We will now launch the TensorFlow model server with a bash script. We will use the argument `--bg` to run the script in the background.

Our script will start running TensorFlow Serving and will load our model. Here are the parameters we will use:

* `rest_api_port`: The port that you'll use for requests.


* `model_name`: You'll use this in the URL of your requests.  It can be anything.


* `model_base_path`: This is the path to the directory where you've saved your model.
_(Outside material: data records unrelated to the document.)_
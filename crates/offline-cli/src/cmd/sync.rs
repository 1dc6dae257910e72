use crate::output::print_json;
use anyhow::Context;
use offline_core::monitor::probe_once;
use offline_core::{ConnectivityState, SkipReason, SyncCoordinator, SyncReport};
use std::path::Path;

pub fn run(root: &Path, assume_online: bool, json: bool) -> anyhow::Result<()> {
    let config = super::load_config(root)?;
    if config.endpoint.is_none() {
        anyhow::bail!("no endpoint configured: set `endpoint` in .offline/config.yaml");
    }

    let rt = tokio::runtime::Runtime::new()?;
    let state = if assume_online {
        ConnectivityState::READY
    } else {
        rt.block_on(probe_once(&config.probe))
    };

    let session = super::open_session(root, &config)?;
    let report = rt.block_on(drive(&session.coordinator, state))?;
    drop(session);

    if json {
        return print_json(&report);
    }
    print_report(&report);
    Ok(())
}

/// Feed one connectivity observation to the coordinator and wait for the
/// sync it triggers. A not-ready observation still runs `sync()` so the
/// caller gets a skipped report.
pub(crate) async fn drive(
    coordinator: &SyncCoordinator,
    state: ConnectivityState,
) -> anyhow::Result<SyncReport> {
    let report = match coordinator.on_connectivity(state) {
        Some(handle) => handle.await.context("sync task did not complete")??,
        None => coordinator.sync().await?,
    };
    Ok(report)
}

fn print_report(report: &SyncReport) {
    match report.skipped {
        Some(SkipReason::NotReady) => {
            println!("Not synced: network is not reachable.");
            println!("pending: {}", report.remaining);
            return;
        }
        Some(SkipReason::EmptyQueue) => {
            println!("Nothing to sync.");
            return;
        }
        None => {}
    }
    println!("replayed: {}", report.replayed);
    println!("pending:  {}", report.remaining);
    if report.interrupted {
        println!("Connectivity dropped; remaining actions stay queued.");
    }
}
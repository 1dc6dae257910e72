use serde::{Deserialize, Serialize};

/// Network flags as last reported by a connectivity monitor.
///
/// `is_reachable` is stricter than `is_online`: an interface can be up while
/// the public internet is not reachable (captive portal, dead uplink).
#[derive(Debug, Clone, Copy, Default, PartialEq, Eq, Serialize, Deserialize)]
pub struct ConnectivityState {
    pub is_online: bool,
    pub is_reachable: bool,
}

impl ConnectivityState {
    pub const OFFLINE: Self = Self {
        is_online: false,
        is_reachable: false,
    };

    pub const READY: Self = Self {
        is_online: true,
        is_reachable: true,
    };

    pub fn new(is_online: bool, is_reachable: bool) -> Self {
        Self {
            is_online,
            is_reachable,
        }
    }

    /// Both flags set: replay may proceed.
    pub fn is_ready(&self) -> bool {
        self.is_online && self.is_reachable
    }

    /// True when moving from `self` to `next` crosses not-ready → ready.
    pub fn becomes_ready(&self, next: &Self) -> bool {
        !self.is_ready() && next.is_ready()
    }
}
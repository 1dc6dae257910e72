use crate::error::{Result, SyncError};
use crate::paths;
use crate::store::{FileStore, KeyValueStore, MemoryStore, RedbStore};
use serde::{Deserialize, Serialize};
use std::path::Path;
use std::sync::Arc;
use std::time::Duration;

// ---------------------------------------------------------------------------
// ConfigWarning / WarnLevel
// ---------------------------------------------------------------------------

#[derive(Debug, Clone, Serialize, Deserialize)]
pub struct ConfigWarning {
    pub level: WarnLevel,
    pub message: String,
}

#[derive(Debug, Clone, PartialEq, Serialize, Deserialize)]
#[serde(rename_all = "snake_case")]
pub enum WarnLevel {
    Warning,
    Error,
}

// ---------------------------------------------------------------------------
// StoreBackend
// ---------------------------------------------------------------------------

#[derive(Debug, Clone, Copy, Default, PartialEq, Eq, Serialize, Deserialize)]
#[serde(rename_all = "snake_case")]
pub enum StoreBackend {
    /// Single redb database at `.offline/queue.redb`.
    #[default]
    Redb,
    /// One JSON file per key under `.offline/queue/`.
    File,
    /// Not durable. Only useful for dry runs.
    Memory,
}

// ---------------------------------------------------------------------------
// ProbeConfig
// ---------------------------------------------------------------------------

#[derive(Debug, Clone, PartialEq, Serialize, Deserialize)]
pub struct ProbeConfig {
    #[serde(default = "default_probe_host")]
    pub host: String,
    #[serde(default = "default_probe_port")]
    pub port: u16,
    #[serde(default = "default_probe_interval")]
    pub interval_ms: u64,
    #[serde(default = "default_probe_timeout")]
    pub timeout_ms: u64,
}

fn default_probe_host() -> String {
    "one.one.one.one".to_string()
}

fn default_probe_port() -> u16 {
    443
}

fn default_probe_interval() -> u64 {
    5_000
}

fn default_probe_timeout() -> u64 {
    2_000
}

impl Default for ProbeConfig {
    fn default() -> Self {
        Self {
            host: default_probe_host(),
            port: default_probe_port(),
            interval_ms: default_probe_interval(),
            timeout_ms: default_probe_timeout(),
        }
    }
}

impl ProbeConfig {
    pub fn interval(&self) -> Duration {
        Duration::from_millis(self.interval_ms)
    }

    pub fn timeout(&self) -> Duration {
        Duration::from_millis(self.timeout_ms)
    }
}

// ---------------------------------------------------------------------------
// SyncConfig
// ---------------------------------------------------------------------------

#[derive(Debug, Clone, PartialEq, Serialize, Deserialize)]
pub struct SyncConfig {
    /// Key the coordinator owns in the durable store.
    #[serde(default = "default_storage_key")]
    pub storage_key: String,
    #[serde(default)]
    pub backend: StoreBackend,
    /// URL each pending payload is POSTed to during sync.
    #[serde(default)]
    pub endpoint: Option<String>,
    /// Per-replay deadline. `None` waits indefinitely.
    #[serde(default)]
    pub replay_timeout_ms: Option<u64>,
    /// Deadline for one HTTP replay request, connect to last byte.
    #[serde(default = "default_http_timeout")]
    pub http_timeout_ms: u64,
    /// How long a command waits for another process to release `.offline/`.
    #[serde(default = "default_lock_timeout")]
    pub lock_timeout_ms: u64,
    #[serde(default)]
    pub probe: ProbeConfig,
}

fn default_storage_key() -> String {
    "pendingActions".to_string()
}

fn default_http_timeout() -> u64 {
    30_000
}

fn default_lock_timeout() -> u64 {
    5_000
}

impl Default for SyncConfig {
    fn default() -> Self {
        Self {
            storage_key: default_storage_key(),
            backend: StoreBackend::default(),
            endpoint: None,
            replay_timeout_ms: None,
            http_timeout_ms: default_http_timeout(),
            lock_timeout_ms: default_lock_timeout(),
            probe: ProbeConfig::default(),
        }
    }
}

impl SyncConfig {
    pub fn load(root: &Path) -> Result<Self> {
        let path = paths::config_path(root);
        if !path.exists() {
            return Err(SyncError::NotInitialized);
        }
        let data = std::fs::read_to_string(&path)?;
        let cfg: SyncConfig = serde_yaml::from_str(&data)?;
        Ok(cfg)
    }

    pub fn save(&self, root: &Path) -> Result<()> {
        let path = paths::config_path(root);
        let data = serde_yaml::to_string(self)?;
        crate::io::atomic_write(&path, data.as_bytes())
    }

    pub fn replay_timeout(&self) -> Option<Duration> {
        self.replay_timeout_ms.map(Duration::from_millis)
    }

    pub fn http_timeout(&self) -> Duration {
        Duration::from_millis(self.http_timeout_ms)
    }

    pub fn lock_timeout(&self) -> Duration {
        Duration::from_millis(self.lock_timeout_ms)
    }

    /// Open the configured backend rooted at `root`.
    pub fn open_store(&self, root: &Path) -> Result<Arc<dyn KeyValueStore>> {
        let store: Arc<dyn KeyValueStore> = match self.backend {
            StoreBackend::Redb => Arc::new(RedbStore::open(&paths::redb_path(root))?),
            StoreBackend::File => Arc::new(FileStore::new(&paths::file_store_dir(root))),
            StoreBackend::Memory => Arc::new(MemoryStore::new()),
        };
        Ok(store)
    }

    // -----------------------------------------------------------------------
    // Validation
    // -----------------------------------------------------------------------

    pub fn validate(&self) -> Vec<ConfigWarning> {
        let mut warnings = Vec::new();

        if self.storage_key.trim().is_empty() {
            warnings.push(ConfigWarning {
                level: WarnLevel::Error,
                message: "storage_key must not be empty".to_string(),
            });
        }

        match self.endpoint.as_deref() {
            None => warnings.push(ConfigWarning {
                level: WarnLevel::Warning,
                message: "no endpoint configured: sync has nowhere to replay actions".to_string(),
            }),
            Some(url) if !(url.starts_with("http://") || url.starts_with("https://")) => {
                warnings.push(ConfigWarning {
                    level: WarnLevel::Error,
                    message: format!("endpoint '{url}' is not an http(s) URL"),
                })
            }
            Some(_) => {}
        }

        if self.backend == StoreBackend::Memory {
            warnings.push(ConfigWarning {
                level: WarnLevel::Warning,
                message: "memory backend does not survive restarts".to_string(),
            });
        }

        if self.probe.interval_ms == 0 {
            warnings.push(ConfigWarning {
                level: WarnLevel::Error,
                message: "probe.interval_ms must be greater than zero".to_string(),
            });
        }

        if self.probe.timeout_ms == 0 {
            warnings.push(ConfigWarning {
                level: WarnLevel::Error,
                message: "probe.timeout_ms must be greater than zero".to_string(),
            });
        }

        if self.http_timeout_ms == 0 {
            warnings.push(ConfigWarning {
                level: WarnLevel::Error,
                message: "http_timeout_ms must be greater than zero".to_string(),
            });
        }

        if self.replay_timeout_ms == Some(0) {
            warnings.push(ConfigWarning {
                level: WarnLevel::Warning,
                message: "replay_timeout_ms of 0 fails every replay".to_string(),
            });
        }

        warnings
    }
}

#[cfg(test)]
mod tests {
    use super::*;
    use tempfile::TempDir;

    #[test]
    fn empty_yaml_uses_defaults() {
        let cfg: SyncConfig = serde_yaml::from_str("{}").unwrap();
        assert_eq!(cfg, SyncConfig::default());
        assert_eq!(cfg.storage_key, "pendingActions");
        assert_eq!(cfg.backend, StoreBackend::Redb);
        assert_eq!(cfg.probe.port, 443);
        assert_eq!(cfg.http_timeout(), Duration::from_secs(30));
        assert_eq!(cfg.lock_timeout(), Duration::from_secs(5));
    }

    #[test]
    fn partial_probe_section_fills_defaults() {
        let cfg: SyncConfig = serde_yaml::from_str(
            "backend: file\nprobe:\n  host: example.com\nreplay_timeout_ms: 1500\n",
        )
        .unwrap();
        assert_eq!(cfg.backend, StoreBackend::File);
        assert_eq!(cfg.probe.host, "example.com");
        assert_eq!(cfg.probe.interval_ms, 5_000);
        assert_eq!(cfg.replay_timeout(), Some(Duration::from_millis(1500)));
    }

    #[test]
    fn load_without_init_is_not_initialized() {
        let dir = TempDir::new().unwrap();
        let err = SyncConfig::load(dir.path()).unwrap_err();
        assert!(matches!(err, SyncError::NotInitialized));
    }

    #[test]
    fn save_then_load() {
        let dir = TempDir::new().unwrap();
        let cfg = SyncConfig {
            endpoint: Some("https://api.example.com/replay".into()),
            ..Default::default()
        };
        cfg.save(dir.path()).unwrap();
        assert_eq!(SyncConfig::load(dir.path()).unwrap(), cfg);
    }

    #[test]
    fn validate_flags_missing_endpoint_and_bad_probe() {
        let mut cfg = SyncConfig::default();
        cfg.probe.interval_ms = 0;
        let warnings = cfg.validate();
        assert!(warnings.iter().any(|w| w.message.contains("endpoint")));
        assert!(warnings
            .iter()
            .any(|w| w.level == WarnLevel::Error && w.message.contains("interval")));
    }

    #[test]
    fn validate_rejects_non_http_endpoint() {
        let cfg = SyncConfig {
            endpoint: Some("ftp://nope".into()),
            ..Default::default()
        };
        assert!(cfg
            .validate()
            .iter()
            .any(|w| w.level == WarnLevel::Error && w.message.contains("ftp://nope")));
    }

    #[test]
    fn valid_config_has_no_warnings() {
        let cfg = SyncConfig {
            endpoint: Some("http://localhost:8080/actions".into()),
            ..Default::default()
        };
        assert!(cfg.validate().is_empty());
    }

    #[test]
    fn open_store_file_backend_writes_under_offline_dir() {
        let dir = TempDir::new().unwrap();
        let cfg = SyncConfig {
            backend: StoreBackend::File,
            ..Default::default()
        };
        let store = cfg.open_store(dir.path()).unwrap();
        store.set("pendingActions", "[]").unwrap();
        assert!(paths::file_store_dir(dir.path())
            .join("pendingActions.json")
            .exists());
    }
}
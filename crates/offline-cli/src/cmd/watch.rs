use offline_core::{
    ConnectivityMonitor, ConnectivityState, ProbeMonitor, SyncConfig, SyncError,
};
use std::path::Path;
use tokio::sync::broadcast::error::RecvError;
use tracing::{debug, info, warn};

pub fn run(root: &Path) -> anyhow::Result<()> {
    let config = super::load_config(root)?;
    if config.endpoint.is_none() {
        anyhow::bail!("no endpoint configured: set `endpoint` in .offline/config.yaml");
    }

    let rt = tokio::runtime::Runtime::new()?;
    rt.block_on(watch(root, &config))
}

/// Follow the probe until Ctrl-C. The queue is opened (and `.offline/`
/// locked) only while draining, so `offline enqueue` from another shell
/// gets in between polls.
async fn watch(root: &Path, config: &SyncConfig) -> anyhow::Result<()> {
    let monitor = ProbeMonitor::spawn(config.probe.clone());
    let mut events = monitor.subscribe();
    info!(
        probe = %format!("{}:{}", config.probe.host, config.probe.port),
        "watching connectivity"
    );

    let shutdown = tokio::signal::ctrl_c();
    tokio::pin!(shutdown);

    let mut previous = ConnectivityState::OFFLINE;
    // Set after a failed replay; cleared by the next not-ready poll.
    let mut halted = false;
    loop {
        let state = tokio::select! {
            res = &mut shutdown => {
                res?;
                break;
            }
            event = events.recv() => match event {
                Ok(state) => state,
                Err(RecvError::Lagged(skipped)) => {
                    warn!(skipped, "connectivity events lagged");
                    continue;
                }
                Err(RecvError::Closed) => break,
            },
        };

        if state != previous {
            info!(online = state.is_online, reachable = state.is_reachable, "connectivity changed");
        }
        previous = state;

        if !state.is_ready() {
            halted = false;
            continue;
        }
        if !halted {
            halted = drain(root, config, state).await;
        }
    }

    info!("stopped");
    Ok(())
}

/// Replay whatever is queued. Returns true when a replay failed and
/// draining should wait for the next reconnect.
async fn drain(root: &Path, config: &SyncConfig, state: ConnectivityState) -> bool {
    let session = match super::try_open_session(root, config) {
        Ok(Some(session)) => session,
        Ok(None) => {
            debug!("queue in use by another process, retrying next poll");
            return false;
        }
        Err(e) => {
            warn!(error = %format!("{e:#}"), "failed to open queue");
            return false;
        }
    };
    if session.coordinator.pending_count() == 0 {
        return false;
    }

    match super::sync::drive(&session.coordinator, state).await {
        Ok(report) => {
            info!(replayed = report.replayed, remaining = report.remaining, "synced");
            false
        }
        Err(e) => {
            let replay_failed = matches!(e.downcast_ref::<SyncError>(), Some(SyncError::Replay { .. }));
            warn!(error = %format!("{e:#}"), "sync failed");
            replay_failed
        }
    }
}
Also, because the variable that points to the directory containing the model is in Python, we need a way to tell the bash script where to find the model. To do this, we will write the value of the Python variable to an environment variable using the `os.environ` function.

In [None]:
os.environ["MODEL_DIR"] = MODEL_DIR

In [None]:
%%bash --bg 
nohup tensorflow_model_server \
  --rest_api_port=8501 \
  --model_name=helloworld \
  --model_base_path="${MODEL_DIR}" >server.log 2>&1

Starting job # 0 in a separate thread.


Now we can take a look at the server log.

In [None]:
!tail server.log

2020-12-30 15:52:14.177681: I external/org_tensorflow/tensorflow/cc/saved_model/loader.cc:206] Restoring SavedModel bundle.
2020-12-30 15:52:14.178166: I external/org_tensorflow/tensorflow/core/platform/profile_utils/cpu_utils.cc:112] CPU Frequency: 2200000000 Hz
2020-12-30 15:52:14.189751: I external/org_tensorflow/tensorflow/cc/saved_model/loader.cc:190] Running initialization op on SavedModel bundle at path: /tmp/1
2020-12-30 15:52:14.191891: I external/org_tensorflow/tensorflow/cc/saved_model/loader.cc:277] SavedModel load for tags { serve }; Status: success: OK. Took 30847 microseconds.
2020-12-30 15:52:14.192229: I tensorflow_serving/servables/tensorflow/saved_model_warmup_util.cc:59] No warmup data file found at /tmp/1/assets.extra/tf_serving_warmup_requests
2020-12-30 15:52:14.192338: I tensorflow_serving/core/loader_harness.cc:87] Successfully loaded servable version {name: helloworld version: 1}
2020-12-30 15:52:14.193493: I tensorflow_serving/model_servers/server.cc:371] Run

## Create JSON Object with Test Data

We are now ready to construct a JSON object with some data so that we can make a couple of inferences. We will use $x=9$ and $x=10$ as our test data.

In [None]:
xs = np.array([[9.0], [10.0]])
data = json.dumps({"signature_name": "serving_default", "instances": xs.tolist()})
print(data)

{"signature_name": "serving_default", "instances": [[9.0], [10.0]]}


## Make Inference Request

Finally, we can make the inference request and get the inferences back. We'll send a predict request as a POST to our server's REST endpoint, and pass it our test data. We'll ask our server to give us the latest version of our model by not specifying a particular version. The response will be a JSON payload containing the predictions.

In [None]:
headers = {"content-type": "application/json"}
json_response = requests.post('http://localhost:8501/v1/models/helloworld:predict', data=data, headers=headers)

print(json_response.text)

{
    "predictions": [[16.9871445], [18.9849644]
    ]
}


We can also look at the predictions directly by loading the value for the `predictions` key.

In [None]:
predictions = json.loads(json_response.text)['predictions']
print(predictions)

[[16.9871445], [18.9849644]]